お袋と叔母は、月に一回程度、エアメールを交換します。90歳と88歳のエアメールです。お袋は片目が見えないのでまっすぐに字を書くことができません。また、字のバランスがくずれています。きっと読むのは大変なことと思います。

しかし、アメリカから届く手紙は、それ以上に難解です。叔母は、アメリカに渡って60年が経ちます。日本語を忘れかけています。また、いまだ旧仮名遣いで文章を書きます。コロナが始まる前は、アメリカから届く手紙を読むのは私の役目でした。

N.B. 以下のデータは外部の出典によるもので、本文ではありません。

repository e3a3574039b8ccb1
use std::{env, env::VarError};

/// There's no real CLI for the server, so any argument at all prints the help text. Returns true if it did.
pub fn handle_command_line_args() -> bool {
    let has_cli_args = env::args().count() > 1;
    if has_cli_args {
        display_readme();
        display_envs();
    }
    has_cli_args
}

fn display_readme() {
    const README: &str = include_str!("./cli-help.txt");
    println!("\n{README}\n");
}

fn display_envs() {
    // Only the variables listed here are printed. Secrets are deliberately absent.
    const DISPLAY_ENVS: [&str; 12] = [
        "RUST_LOG",
        "HUGARD_HOST",
        "HUGARD_PORT",
        "HUGARD_DATABASE_URL",
        "HUGARD_COMMUNITY_ID",
        "HUGARD_OWNER_ID",
        "HUGARD_POLL_INTERVAL_SECS",
        "HUGARD_PROVIDER_TIMEOUT_SECS",
        "HUGARD_QR_CODE_DIR",
        "HUGARD_HMAC_CHECKS",
        "HUGARD_COINBASE_API_URL",
        "HUGARD_COINBASE_PAY_URL",
    ];

    println!("Current environment values (EXCLUDING variables that contain secrets):");
    DISPLAY_ENVS.iter().for_each(|&name| {
        let val = match env::var(name) {
            Ok(s) => s,
            Err(VarError::NotPresent) => "Not set".into(),
            Err(VarError::NotUnicode(s)) => format!("Invalid value: {}", s.to_string_lossy()),
        };
        println!("  {name:<35} {val:<15}");
    })
}
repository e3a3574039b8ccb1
use std::sync::OnceLock;

use regex::Regex;

/// Parse a boolean flag from a string value, or return the given default value otherwise.
pub fn parse_boolean_flag(value: Option<String>, default: bool) -> bool {
    let value = match value {
        Some(v) => v,
        None => return default,
    };
    match value.trim().to_ascii_lowercase().as_str() {
        "1" | "true" | "yes" | "on" => true,
        "0" | "false" | "no" | "off" => false,
        _ => default,
    }
}

/// Strips shell and markup metacharacters from untrusted display names before they are echoed into outbound
/// messages.
///
/// The removed characters are `{ } ' " $ | ; * ? < > \ &`.
pub fn sanitize_display_name(text: &str) -> String {
    static METACHARACTERS: OnceLock<Regex> = OnceLock::new();
    let re = METACHARACTERS.get_or_init(|| Regex::new(r#"[{}'"$|;*?<>\\&]"#).expect("static regex is valid"));
    re.replace_all(text, "").into_owned()
}
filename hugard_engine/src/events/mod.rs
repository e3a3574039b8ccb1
mod channel;
mod event_types;
mod hooks;

pub use channel::{EventHandler, EventProducer, Handler};
pub use event_types::*;
pub use hooks::{EventHandlers, EventHooks, EventProducers};
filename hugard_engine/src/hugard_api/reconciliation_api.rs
use std::{fmt::Debug, time::Duration};

use log::*;
use serde::Serialize;

use crate::{
    db::traits::LedgerStore,
    db_types::{ChargeRecord, ChargeStatus},
    events::{EventProducers, PaymentSettledEvent},
    hugard_api::errors::ReconciliationError,
    traits::{ChargeArtifacts, PaymentProvider, ProviderStatus},
};

/// Default upper bound on a single status check. It stays below the default polling interval, so one hung request
/// can never hold up the next cycle.
pub const DEFAULT_CHECK_TIMEOUT: Duration = Duration::from_secs(25);

/// The result of reconciling a single pending charge.
#[derive(Debug, Clone, PartialEq, Eq)]
pub enum ChargeOutcome {
    /// The provider has not settled the charge yet.
    StillPending(ProviderStatus),
    /// This pass moved the charge to `SETTLED` and published the settlement event.
    Settled,
    /// The provider reports the charge as settled, but another pass got there first. Nothing was emitted.
    AlreadySettled,
    /// The status check or the ledger update failed. The charge stays `NEW` and is retried next cycle.
    Failed(String),
}

/// Summary of one reconciliation cycle.
#[derive(Debug, Clone, Default, PartialEq, Eq, Serialize)]
pub struct CycleReport {
    pub checked: usize,
    pub settled: Vec<String>,
    pub pending: Vec<String>,
    pub failed: Vec<String>,
}

impl CycleReport {
    fn record(&mut self, invoice_ref: String, outcome: &ChargeOutcome) {
        self.checked += 1;
        match outcome {
            ChargeOutcome::Settled => self.settled.push(invoice_ref),
            ChargeOutcome::StillPending(_) | ChargeOutcome::AlreadySettled => self.pending.push(invoice_ref),
            ChargeOutcome::Failed(_) => self.failed.push(invoice_ref),
        }
    }
}

/// `ReconciliationApi` brings the ledger in line with the payment provider.
///
/// Each cycle takes a fresh snapshot of the pending charges from the ledger, so nothing is lost across restarts. Every
/// charge is checked independently: a failure for one invoice is logged and never prevents the others from being
/// evaluated. Settlement side effects (artifact removal and the settlement event) only happen when
/// [`LedgerStore::mark_settled`] reports that *this* call performed the transition, which is what guarantees exactly
/// one notification per settled charge.
pub struct ReconciliationApi<B, P, A> {
    db: B,
    provider: P,
    artifacts: A,
    producers: EventProducers,
    check_timeout: Duration,
}

impl<B, P, A> Debug for ReconciliationApi<B, P, A> {
    fn fmt(&self, f: &mut std::fmt::Formatter<'_>) -> std::fmt::Result {
        write!(f, "ReconciliationApi (timeout {:?})", self.check_timeout)
    }
}

impl<B, P, A> ReconciliationApi<B, P, A> {
    pub fn new(db: B, provider: P, artifacts: A, producers: EventProducers) -> Self {
        Self { db, provider, artifacts, producers, check_timeout: DEFAULT_CHECK_TIMEOUT }
    }

    pub fn with_check_timeout(mut self, timeout: Duration) -> Self {
        self.check_timeout = timeout;
        self
    }
}

impl<B, P, A> ReconciliationApi<B, P, A>
where
    B: LedgerStore,
    P: PaymentProvider,
    A: ChargeArtifacts,
{
    /// Runs one reconciliation cycle over every pending charge.
    ///
    /// Only a failure to read the pending set is returned as an error. Per-charge failures are reported in the
    /// [`CycleReport`].
    pub async fn run_cycle(&self) -> Result<CycleReport, ReconciliationError> {
        let pending = self.db.list_pending().await?;
        trace!("🔄️ Reconciling {} pending charges", pending.len());
        let mut report = CycleReport::default();
        for record in pending {
            let invoice_ref = record.invoice_ref.clone();
            let outcome = self.reconcile_charge(record).await;
            report.record(invoice_ref, &outcome);
        }
        Ok(report)
    }

    /// Checks a single charge against the provider and applies the settlement transition if it has cleared.
    pub async fn reconcile_charge(&self, record: ChargeRecord) -> ChargeOutcome {
        let invoice_ref = record.invoice_ref.as_str();
        let status = match tokio::time::timeout(self.check_timeout, self.provider.charge_status(invoice_ref)).await {
            Ok(Ok(status)) => status,
            Ok(Err(e)) => {
                warn!("🔄️ Could not fetch the status for invoice {invoice_ref}. Will retry next cycle. {e}");
                return ChargeOutcome::Failed(e.to_string());
            },
            Err(_) => {
                warn!(
                    "🔄️ Status check for invoice {invoice_ref} timed out after {:?}. Will retry next cycle.",
                    self.check_timeout
                );
                return ChargeOutcome::Failed("Status check timed out".to_string());
            },
        };
        if !status.is_settled() {
            trace!("🔄️ Invoice {invoice_ref} is {status}");
            return ChargeOutcome::StillPending(status);
        }
        match self.db.mark_settled(invoice_ref).await {
            Ok(true) => {
                info!("🔄️ Invoice {invoice_ref} for {} from {} has settled", record.amount, record.payer_id);
                if let Err(e) = self.artifacts.remove(invoice_ref).await {
                    warn!("🔄️ Could not remove the payment code for {invoice_ref}. {e}");
                }
                self.call_payment_settled_hook(&record).await;
                ChargeOutcome::Settled
            },
            Ok(false) => {
                debug!("🔄️ Invoice {invoice_ref} was already settled. Skipping notification");
                ChargeOutcome::AlreadySettled
            },
            Err(e) => {
                error!("🔄️ Invoice {invoice_ref} has settled, but the ledger could not be updated. {e}");
                ChargeOutcome::Failed(e.to_string())
            },
        }
    }

    async fn call_payment_settled_hook(&self, record: &ChargeRecord) {
        let mut settled = record.clone();
        settled.status = ChargeStatus::Settled;
        for emitter in &self.producers.payment_settled_producer {
            debug!("🔄️ Notifying payment settled hook subscribers");
            emitter.publish_event(PaymentSettledEvent::new(settled.clone())).await;
        }
    }
}
use std::{
    fmt,
    fmt::{Debug, Display},
};

/// Wraps sensitive configuration values (API keys, shared secrets) so that they never end up in logs.
#[derive(Clone, Default)]
pub struct Secret<T>
where T: Clone + Default
{
    value: T,
}

impl<T: Clone + Default> Secret<T> {
    pub fn new(value: T) -> Self {
        Self { value }
    }

    pub fn reveal(&self) -> &T {
        &self.value
    }
}

impl<T: Clone + Default> Debug for Secret<T> {
    fn fmt(&self, f: &mut fmt::Formatter<'_>) -> fmt::Result {
        f.write_str("****")
    }
}

impl<T: Clone + Default> Display for Secret<T> {
    fn fmt(&self, f: &mut fmt::Formatter<'_>) -> fmt::Result {
        f.write_str("****")
    }
}

#[cfg(test)]
mod test {
    use super::*;

    #[test]
    fn secrets_are_masked() {
        let secret = Secret::new("sk_live_123".to_string());
        assert_eq!(format!("{secret}"), "****");
        assert_eq!(format!("{secret:?}"), "****");
        assert_eq!(secret.reveal(), "sk_live_123");
    }
}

下の文は、叔母がサービス付き高齢者住宅に引っ越す前に送って来た手紙の一文です。

アメリカからの手紙

「フドサンと話をしているうちに分が一番良いchanceと思ひます」
「荷物が沢山ありました、donationした物が多く、知人やhelpしてくださった人に…」

お袋に「フドサンって誰?」と聞くと、お袋は「知らないわよ、向こうの友達でしょう」と言っていました。また、理解できなかったのが「分が一番良いchance」の「分」です。理解できないまま、家に帰って来て、私の家族に手紙を見せました。すると娘が言いました。「『分』、じゃなくて『今』じゃない?」。その後、「フドサン」が「不動産」だということに気がつきました。これでやっと意味が通じました。今は、私の代わりにお袋が世話になっている特別養護老人ホームの支援員さんが読んでくれています。

航空書簡

お袋が返事を書くときは、航空書簡を使います。航空書簡は、90円で世界中どこにでも手紙を送ることができます。封筒と便せんが一つになったもので、写真ぐらいは中に入れられます。これは郵便局で売っています。しかし、小さな郵便局では取り扱いがなく、大きな郵便局に行かないと売っていません。私は、お袋に頼まれて航空書簡を買いに行きます。都度、大きな郵便局に行くのが面倒なので、5枚ほどまとめてお袋に渡しました。するとお袋は言いました。「あんた、こんなに買ってどうするの。そんなに長く生きてないわよ。」

90歳のお袋に月に一回程度、アメリカのアリゾナに住む88歳の叔母からエアメールが届きます。手紙が届くと、私はお袋に航空書簡を届け、お袋がそこに返事を書きます。私はそれを預かってポストに入れます。また一か月後、アメリカからエアメールが届きます。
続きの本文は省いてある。